Reading a novel

teen reading If your students have chosen each their own novel to read they will have to make a book presentation. This is good practice for oral English presentations. A book presentation should be something more than a simple retelling of the story, and your students should be encouraged to treat the situation like a sales pitch, where their job is to present the book in such a light that others will be encouraged to read it. Of course, in this situation the opposite is true, perhaps a student can do just as good and "important" a job by informing his or her co-students why they don't want to read a particular book!

We assume here that the books your students read will come under the category of what W.H. Auden referred to as parable art, that is a story with something to tell us about life and humanity. The opposite to this is entertainment art, which of course has its time and place. When looking at parable art we often refer to the What, Why and How of a book. The what is the content, what the story is about and will be a part of what makes the book parable art. The why is the authorial intention, or themes, the reason why the author chose to write the book. This is also what makes it parable art. How refers to the aesthetic form of the book, e.g. narrative technique, use of literary devices, style of language, setting, characterization etc. The "Hows" of a book are often what make a novel survive the test of time.
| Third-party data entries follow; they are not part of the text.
//! Predicate compiler
//!
//! Walks a [`FilterNode`] tree against an [`EntityCatalog`] and produces a
//! [`Predicate`]. Every field name is checked against the deny-list first, then
//! against the catalog; literals are coerced to the field's declared type.

use crate::catalog::{EntityCatalog, RelationKind};
use crate::error::{QueryError, SchemaError, SecurityError};
use crate::parser::{AggregationFilter, Aggregator, FilterNode, SimpleFilter};
use crate::predicate::Predicate;
use crate::value::{FieldType, Value};

/// Fragments that make a field name unfilterable, matched case-insensitively
/// anywhere in the name.
pub const DENIED_FIELD_FRAGMENTS: [&str; 3] = ["token", "password", "secret"];

/// Reject field names containing a denied fragment.
pub fn check_field_access(field: &str) -> Result<(), SecurityError> {
    let lowered = field.to_ascii_lowercase();
    if DENIED_FIELD_FRAGMENTS.iter().any(|d| lowered.contains(d)) {
        return Err(SecurityError {
            field: field.to_string(),
        });
    }
    Ok(())
}

/// Compiles syntax trees into predicates for one catalog.
pub struct Compiler<'c, C: ?Sized> {
    catalog: &'c C,
}

impl<'c, C: EntityCatalog + ?Sized> Compiler<'c, C> {
    pub fn new(catalog: &'c C) -> Self {
        Self { catalog }
    }

    /// Compile an optional tree. `None` (an empty filter) is `Predicate::Always`.
    pub fn compile(&self, tree: Option<&FilterNode<'_>>, entity: &str) -> Result<Predicate, QueryError> {
        match tree {
            Some(node) => self.compile_node(node, entity),
            None => Ok(Predicate::always()),
        }
    }

    fn compile_node(&self, node: &FilterNode<'_>, entity: &str) -> Result<Predicate, QueryError> {
        match node {
            FilterNode::And { left, right } => {
                let left = self.compile_node(left, entity)?;
                let right = self.compile_node(right, entity)?;
                Ok(left & right)
            }
            FilterNode::Or { left, right } => {
                let left = self.compile_node(left, entity)?;
                let right = self.compile_node(right, entity)?;
                Ok(left | right)
            }
            FilterNode::Simple(filter) => self.compile_simple(filter, entity),
            FilterNode::Aggregation(filter) => self.compile_aggregation(filter, entity),
        }
    }

    fn compile_simple(&self, filter: &SimpleFilter<'_>, entity: &str) -> Result<Predicate, QueryError> {
        check_field_access(filter.field)?;

        let ty = self
            .catalog
            .field_type(entity, filter.field)
            .ok_or_else(|| SchemaError::UnknownField {
                entity: entity.to_string(),
                field: filter.field.to_string(),
            })?;

        let value = coerce(filter.field, ty, filter.constant)?;
        Ok(Predicate::field(filter.field, filter.op, value))
    }

    fn compile_aggregation(
        &self,
        filter: &AggregationFilter<'_>,
        entity: &str,
    ) -> Result<Predicate, QueryError> {
        let relation = self
            .catalog
            .relationship(entity, filter.relation)
            .ok_or_else(|| SchemaError::NotARelationship {
                entity: entity.to_string(),
                relation: filter.relation.to_string(),
            })?;

        let expected = match filter.aggregator {
            Aggregator::Any | Aggregator::All => RelationKind::ToMany,
            Aggregator::Has => RelationKind::ToOne,
        };
        if relation.kind != expected {
            return Err(SchemaError::RelationshipKind {
                entity: entity.to_string(),
                relation: filter.relation.to_string(),
                aggregator: filter.aggregator.as_str(),
                kind: relation.kind.as_str(),
            }
            .into());
        }

        let sub = self.compile_node(&filter.sub_expr, &relation.target)?;
        let value = coerce(filter.relation, FieldType::Boolean, filter.constant)?;

        Ok(match filter.aggregator {
            Aggregator::Any | Aggregator::Has => Predicate::compare(
                Predicate::exists(filter.relation, sub),
                filter.op,
                value,
            ),
            // NOT (EXISTS(NOT sub) op c): an empty relation has no violating
            // row, so ALL(...) EQ "true" holds for it.
            Aggregator::All => !Predicate::compare(
                Predicate::exists(filter.relation, !sub),
                filter.op,
                value,
            ),
        })
    }
}

fn coerce(field: &str, ty: FieldType, literal: &str) -> Result<Value, SchemaError> {
    Value::from_literal(ty, literal).ok_or_else(|| SchemaError::InvalidLiteral {
        field: field.to_string(),
        literal: literal.to_string(),
        expected: ty,
    })
}

#[cfg(test)]
mod tests {
    use super::*;
    use crate::catalog::{Catalog, EntitySchema};
    use crate::parser::{CompareOp, Parser};
    use pretty_assertions::assert_eq;

    fn catalog() -> Catalog {
        Catalog::new()
            .with_entity(
                EntitySchema::new("webinars")
                    .field("webinar_id", FieldType::Integer)
                    .field("name", FieldType::Text)
                    .field("is_closed", FieldType::Boolean)
                    .to_many("wtokens", "webinar_tokens", "webinar_id", "webinar_id"),
            )
            .with_entity(
                EntitySchema::new("webinar_tokens")
                    .field("id", FieldType::Integer)
                    .field("webinar_id", FieldType::Integer)
                    .field("lect_id", FieldType::Integer)
                    .field("token", FieldType::Text)
                    .to_one("webinar", "webinars", "webinar_id", "webinar_id"),
            )
    }

    fn compile(filter: &str) -> Result<Predicate, QueryError> {
        let catalog = catalog();
        let parsed = Parser::parse(filter);
        Compiler::new(&catalog).compile(parsed.tree.as_ref(), "webinars")
    }

    #[test]
    fn test_empty_filter_is_always() {
        assert_eq!(compile("").unwrap(), Predicate::Always);
        assert_eq!(compile("not a clause").unwrap(), Predicate::Always);
    }

    #[test]
    fn test_simple_filter_coerces_literal() {
        assert_eq!(
            compile(r#"webinar_id GE "10""#).unwrap(),
            Predicate::field("webinar_id", CompareOp::Ge, 10i64)
        );
        assert_eq!(
            compile(r#"is_closed EQ "false""#).unwrap(),
            Predicate::field("is_closed", CompareOp::Eq, false)
        );
    }

    #[test]
    fn test_null_literal() {
        assert_eq!(
            compile(r#"name NE "NULL""#).unwrap(),
            Predicate::field("name", CompareOp::Ne, Value::Null)
        );
    }

    #[test]
    fn test_invalid_literal() {
        let err = compile(r#"webinar_id EQ "ten""#).unwrap_err();
        assert!(matches!(
            err,
            QueryError::Schema(SchemaError::InvalidLiteral { expected: FieldType::Integer, .. })
        ));
    }

    #[test]
    fn test_unknown_field() {
        let err = compile(r#"bogus EQ "x""#).unwrap_err();
        assert!(matches!(err, QueryError::Schema(SchemaError::UnknownField { .. })));
        assert!(err.is_client_error());
        assert_eq!(err.field(), Some("bogus"));
    }

    #[test]
    fn test_relationship_is_not_a_field() {
        let err = compile(r#"wtokens EQ "x""#).unwrap_err();
        assert!(matches!(err, QueryError::Schema(SchemaError::UnknownField { .. })));
    }

    #[test]
    fn test_denied_fields() {
        for filter in [
            r#"token EQ "x""#,
            r#"TOKEN EQ "x""#,
            r#"auth_token EQ "x""#,
            r#"user_Password EQ "x""#,
            r#"client_secret EQ "x""#,
        ] {
            let err = compile(filter).unwrap_err();
            assert!(matches!(err, QueryError::Security(_)), "{}", filter);
        }
    }

    #[test]
    fn test_denied_field_inside_aggregation() {
        let err = compile(r#"ANY(wtokens, token EQ "x") EQ "true""#).unwrap_err();
        assert!(matches!(err, QueryError::Security(ref e) if e.field == "token"));
    }

    #[test]
    fn test_denied_field_in_valid_clause_is_not_swallowed() {
        let err = compile(r#"name EQ "a", password EQ "b""#).unwrap_err();
        assert!(matches!(err, QueryError::Security(_)));
    }

    #[test]
    fn test_any_compiles_against_target() {
        assert_eq!(
            compile(r#"ANY(wtokens, lect_id EQ "5") EQ "true""#).unwrap(),
            Predicate::compare(
                Predicate::exists("wtokens", Predicate::field("lect_id", CompareOp::Eq, 5i64)),
                CompareOp::Eq,
                true,
            )
        );
    }

    #[test]
    fn test_all_is_double_negation() {
        assert_eq!(
            compile(r#"ALL(wtokens, lect_id GT "0") EQ "true""#).unwrap(),
            Predicate::Not(Box::new(Predicate::compare(
                Predicate::exists(
                    "wtokens",
                    Predicate::Not(Box::new(Predicate::field("lect_id", CompareOp::Gt, 0i64)))
                ),
                CompareOp::Eq,
                true,
            )))
        );
    }

    #[test]
    fn test_has_requires_to_one() {
        let catalog = catalog();
        let parsed = Parser::parse(r#"HAS(webinar, name EQ "x") EQ "true""#);
        let compiler = Compiler::new(&catalog);
        assert!(compiler.compile(parsed.tree.as_ref(), "webinar_tokens").is_ok());

        let err = compile(r#"HAS(wtokens, lect_id EQ "1") EQ "true""#).unwrap_err();
        assert!(matches!(err, QueryError::Schema(SchemaError::RelationshipKind { .. })));
    }

    #[test]
    fn test_sub_expression_fields_belong_to_target() {
        let err = compile(r#"ANY(wtokens, name EQ "x") EQ "true""#).unwrap_err();
        assert!(matches!(
            err,
            QueryError::Schema(SchemaError::UnknownField { ref entity, .. }) if entity == "webinar_tokens"
        ));
    }

    #[test]
    fn test_not_a_relationship() {
        let err = compile(r#"ANY(name, x EQ "1") EQ "true""#).unwrap_err();
        assert!(matches!(err, QueryError::Schema(SchemaError::NotARelationship { .. })));
    }

    #[test]
    fn test_compiling_twice_is_equivalent() {
        let filter = r#"ANY(wtokens, lect_id EQ "5") EQ "true", name NE "x""#;
        assert_eq!(compile(filter).unwrap(), compile(filter).unwrap());
    }
}
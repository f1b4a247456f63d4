//! Error type for the Lectarium runtime and tools.

use lectarium_core::{ExportError, QueryError, SchemaError, StoreError};
use lectarium_sqlite::SqliteError;
use thiserror::Error;

/// Common error type for Lectarium operations.
#[derive(Error, Debug)]
pub enum Error {
    /// IO error
    #[error("io error: {0}")]
    Io(#[from] std::io::Error),

    /// Serialization error
    #[error("serialization error: {0}")]
    Serialization(#[from] serde_json::Error),

    /// Invalid catalog or unknown entity type
    #[error(transparent)]
    Schema(#[from] SchemaError),

    /// Filter, order or store failure while listing
    #[error(transparent)]
    Query(#[from] QueryError),

    /// CSV export failure
    #[error(transparent)]
    Export(#[from] ExportError),

    /// Dataset loading failure
    #[error("store error: {0}")]
    Store(#[from] StoreError),

    /// SQLite failure
    #[error(transparent)]
    Sqlite(#[from] SqliteError),

    /// Configuration error
    #[error("configuration error: {0}")]
    Config(String),
}

impl Error {
    /// True when the request itself was invalid, as opposed to a backend or
    /// environment failure.
    pub fn is_client_error(&self) -> bool {
        match self {
            Error::Schema(_) => true,
            Error::Query(e) => e.is_client_error(),
            Error::Export(e) => e.is_client_error(),
            _ => false,
        }
    }

    /// Process exit status: 2 for client errors, 1 otherwise.
    pub fn exit_code(&self) -> u8 {
        if self.is_client_error() {
            2
        } else {
            1
        }
    }
}

/// Result type alias using Lectarium Error.
pub type Result<T> = std::result::Result<T, Error>;
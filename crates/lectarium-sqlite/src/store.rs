//! SQLite collection implementing QueryableCollection

use lectarium_core::catalog::{Catalog, EntityCatalog};
use lectarium_core::entity::Record;
use lectarium_core::predicate::Predicate;
use lectarium_core::storage::{FetchRequest, QueryableCollection, StoreResult};
use rusqlite::types::Value as SqlValue;
use rusqlite::{params_from_iter, Connection};
use tracing::{debug, trace};

use crate::error::{Result, SqliteError};
use crate::sql::{SqlBuilder, Statement};
use crate::values::{from_sql, quote_ident, to_sql};

/// SQLite-backed entity collection
pub struct SqliteCollection {
    conn: Connection,
    catalog: Catalog,
}

impl SqliteCollection {
    /// Wrap a connection, creating any missing catalog tables.
    pub fn new(conn: Connection, catalog: Catalog) -> Result<Self> {
        crate::migrate::migrate(&conn, &catalog)?;
        Ok(Self { conn, catalog })
    }

    /// Create a new in-memory collection (for testing)
    pub fn in_memory(catalog: Catalog) -> Result<Self> {
        Self::new(Connection::open_in_memory()?, catalog)
    }

    /// Open or create a file-backed collection
    pub fn open(path: impl AsRef<std::path::Path>, catalog: Catalog) -> Result<Self> {
        Self::new(Connection::open(path)?, catalog)
    }

    /// Get a reference to the underlying connection
    pub fn connection(&self) -> &Connection {
        &self.conn
    }

    pub fn catalog(&self) -> &Catalog {
        &self.catalog
    }

    /// Insert one row. Fields missing from the record are stored as NULL.
    pub fn insert(&self, entity: &str, record: &Record) -> Result<()> {
        let schema = self
            .catalog
            .entity(entity)
            .ok_or_else(|| SqliteError::UnknownEntity(entity.to_string()))?;

        let columns: Vec<String> = schema.fields.iter().map(|f| quote_ident(&f.name)).collect();
        let placeholders = vec!["?"; columns.len()].join(", ");
        let sql = format!(
            "INSERT INTO {} ({}) VALUES ({})",
            quote_ident(schema.table_name()),
            columns.join(", "),
            placeholders
        );
        let params: Vec<SqlValue> = schema
            .fields
            .iter()
            .map(|f| record.get(&f.name).map(to_sql).unwrap_or(SqlValue::Null))
            .collect();

        self.conn.execute(&sql, params_from_iter(params))?;
        Ok(())
    }

    /// Load a dataset of the form `{"entity": [{...}, ...], ...}` in one
    /// transaction. Returns the number of rows inserted.
    pub fn import_json(&self, json: &str) -> Result<usize> {
        let dataset: serde_json::Value = serde_json::from_str(json)?;
        let entities = dataset
            .as_object()
            .ok_or_else(|| SqliteError::InvalidData("dataset must be a JSON object".into()))?;

        let tx = self.conn.unchecked_transaction()?;
        let mut inserted = 0;
        for (entity, rows) in entities {
            let schema = self
                .catalog
                .entity(entity)
                .ok_or_else(|| SqliteError::UnknownEntity(entity.clone()))?;
            let rows = rows.as_array().ok_or_else(|| {
                SqliteError::InvalidData(format!("rows of '{}' must be an array", entity))
            })?;
            for row in rows {
                let object = row.as_object().ok_or_else(|| {
                    SqliteError::InvalidData(format!("row of '{}' must be an object", entity))
                })?;
                let record = Record::from_json(schema, object)
                    .map_err(|e| SqliteError::InvalidData(e.to_string()))?;
                self.insert(entity, &record)?;
                inserted += 1;
            }
        }
        tx.commit()?;

        debug!(rows = inserted, "imported dataset");
        Ok(inserted)
    }

    fn query_records(&self, entity: &str, statement: &Statement) -> Result<Vec<Record>> {
        let schema = self
            .catalog
            .entity(entity)
            .ok_or_else(|| SqliteError::UnknownEntity(entity.to_string()))?;
        trace!(sql = %statement.sql, params = statement.params.len(), "select");

        let mut stmt = self.conn.prepare(&statement.sql)?;
        let raw = stmt
            .query_map(params_from_iter(statement.params.iter()), |row| {
                (0..schema.fields.len())
                    .map(|i| row.get::<_, SqlValue>(i))
                    .collect::<rusqlite::Result<Vec<SqlValue>>>()
            })?
            .collect::<rusqlite::Result<Vec<Vec<SqlValue>>>>()?;

        raw.into_iter()
            .map(|values| -> Result<Record> {
                let mut record = Record::new();
                for (def, value) in schema.fields.iter().zip(values) {
                    let value = from_sql(def.ty, value).ok_or_else(|| {
                        SqliteError::InvalidData(format!(
                            "column '{}' of {} does not hold a {} value",
                            def.name, entity, def.ty
                        ))
                    })?;
                    record.set(def.name.clone(), value);
                }
                Ok(record)
            })
            .collect()
    }

    fn count_rows(&self, entity: &str, predicate: &Predicate) -> Result<usize> {
        let statement = SqlBuilder::new(&self.catalog).count(entity, predicate)?;
        trace!(sql = %statement.sql, "count");
        let count: i64 = self.conn.query_row(
            &statement.sql,
            params_from_iter(statement.params.iter()),
            |row| row.get(0),
        )?;
        Ok(usize::try_from(count).unwrap_or(0))
    }
}

impl QueryableCollection for SqliteCollection {
    type Item = Record;

    fn fetch(&self, entity: &str, request: &FetchRequest) -> StoreResult<Vec<Record>> {
        if !self.catalog.contains_entity(entity) {
            return Err(SqliteError::UnknownEntity(entity.to_string()).into());
        }
        let statement = SqlBuilder::new(&self.catalog).select(entity, request)?;
        Ok(self.query_records(entity, &statement)?)
    }

    fn count(&self, entity: &str, predicate: &Predicate) -> StoreResult<usize> {
        Ok(self.count_rows(entity, predicate)?)
    }
}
A book presentation and written analysis could contain:

  • A short biographical sketch of the author and the time the book was written in, if this is important for understanding the book. Some students misjudge this and give too much information about the author (especially ias they find this easily on the Internet), much of which is often irrelevant to the task at hand – and that is not selling the book.
  • A brief plot summary (the What)
  • A look at the main characters and what makes them interesting (a How)
  • Other interesting aesthetic aspects in the book (Hows)
  • An analysis of the themes of the book (the Why)
  • A personal evlauation of the book: what are its strengths/weaknesses, can you recommend it to others? (This includes What, Why and How. We often like to refer to this as a personal response.)